Said Mr Bell: "We talked about moving the ball, passing the ball, and at the start of the season I asked them (St George's squad members) who played the best football and they said 'Barcelona'. I said, 'let's try to play like Barcelona'... We're not there yet, but it feels good to see them pass the ball around."
This newspaper wishes to applaud Mr Bell for his ambition and endeavour. Too often in football, coaches seek only to win. Those who have watched Mr Bell's teams down the years will recognise a coach who is committed not just to winning, but more so to having his team members play the 'beautiful game' to the best of their ability.
Ultimately, we submit, that ambition to have the game played in the most attractive and efficient way possible should be required of every football coach. The requirement should be even greater in our schools which, after all, are about learning.
But, as Mr Bell awaits the winner of today's all-rural ISSA/Digicel/Gatorade daCosta Cup final between Glenmuir High and St Elizabeth Technical High School, he has found time to give us even more food for thought.

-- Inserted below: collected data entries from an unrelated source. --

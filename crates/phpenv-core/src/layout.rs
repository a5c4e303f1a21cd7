//! The fixed scaffold layout.
//!
//! Every path the tool creates is a constant relative to one root
//! directory, [`SCAFFOLD_DIR_NAME`]. Nothing in this module touches the
//! filesystem; it only knows where things go, not how they get there.

use std::path::{Path, PathBuf};

/// Name of the generated root directory.
///
/// This doubles as the standing exclusion name for tree merges: a merge
/// rooted in the same working directory must never copy the scaffold
/// into itself.
pub const SCAFFOLD_DIR_NAME: &str = "phpenv";

/// Executable the `start` command looks for on the PATH.
pub const ORCHESTRATOR: &str = "docker-compose";

// Relative paths under the scaffold root.
const COMPOSE_FILE: &str = "docker-compose.yml";
const DOCKERFILE: &str = "docker/php/Dockerfile";
const APACHE_CONF: &str = "docker/php/apache2.conf";
const VHOST_CONF: &str = "docker/php/sites-available/000-default.conf";
const SITES_AVAILABLE_DIR: &str = "docker/php/sites-available";
const PUBLIC_DIR: &str = "src/public";
const PRIVATE_DB_DIR: &str = "src/private/db";

/// Static content payloads for the seeded configuration files.
///
/// The core treats these as opaque text; the adapters crate supplies the
/// real built-in payloads.
#[derive(Debug, Clone, Copy, Default)]
pub struct TemplatePack {
    pub compose: &'static str,
    pub dockerfile: &'static str,
    pub apache_conf: &'static str,
    pub vhost_conf: &'static str,
}

/// Absolute paths of the scaffold tree rooted under a base directory.
#[derive(Debug, Clone, PartialEq, Eq)]
pub struct ScaffoldLayout {
    root: PathBuf,
}

impl ScaffoldLayout {
    /// Layout rooted at `base/phpenv`.
    pub fn under(base: impl AsRef<Path>) -> Self {
        Self {
            root: base.as_ref().join(SCAFFOLD_DIR_NAME),
        }
    }

    pub fn root(&self) -> &Path {
        &self.root
    }

    pub fn compose_file(&self) -> PathBuf {
        self.root.join(COMPOSE_FILE)
    }

    pub fn dockerfile(&self) -> PathBuf {
        self.root.join(DOCKERFILE)
    }

    pub fn apache_conf(&self) -> PathBuf {
        self.root.join(APACHE_CONF)
    }

    pub fn vhost_conf(&self) -> PathBuf {
        self.root.join(VHOST_CONF)
    }

    pub fn sites_available_dir(&self) -> PathBuf {
        self.root.join(SITES_AVAILABLE_DIR)
    }

    /// Destination of the source merge (`phpenv/src/public`).
    pub fn public_dir(&self) -> PathBuf {
        self.root.join(PUBLIC_DIR)
    }

    /// Mount point for database init scripts (`phpenv/src/private/db`).
    pub fn private_db_dir(&self) -> PathBuf {
        self.root.join(PRIVATE_DB_DIR)
    }
}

Mr Bell makes the point that the authorities must deal with the terrible surfaces on which our schoolboy footballers are being asked to play. For, in fact, football cannot be properly played on bad fields.
A respected broadcaster and football commentator, Mr Bell explains the situation graphically: "As a spectator you see players missing goals from two yards... But as a commentator, when I look at the replays, just as he was about to kick the ball it bounces up, so it actually hit his shin -- not his fault..."
In other words, Mr Bell recognises that without the relatively good facilities at St George's College, it would have been impossible for him to contemplate the 'Barcelona-style' for his team. Also, many fields with "stones protruding" and "with one blade of grass" are downright dangerous to life and limb.
It's against that backdrop that Mr Bell is now urging the authorities to allow schoolboy football games to be played only on acceptable surfaces.
There was a time when 'reasonable' playing surfaces were so few such an appeal would have been pointless. However, while we are still very far from where we need to be, we believe the situation has improved enough over recent years for the Inter Secondary Schools Sports Association (ISSA) to give serious thought to Mr Bell's suggestion.
For sure, the loss of home advantage would be a powerful incentive for schools to do all in their power to improve their 'yard'.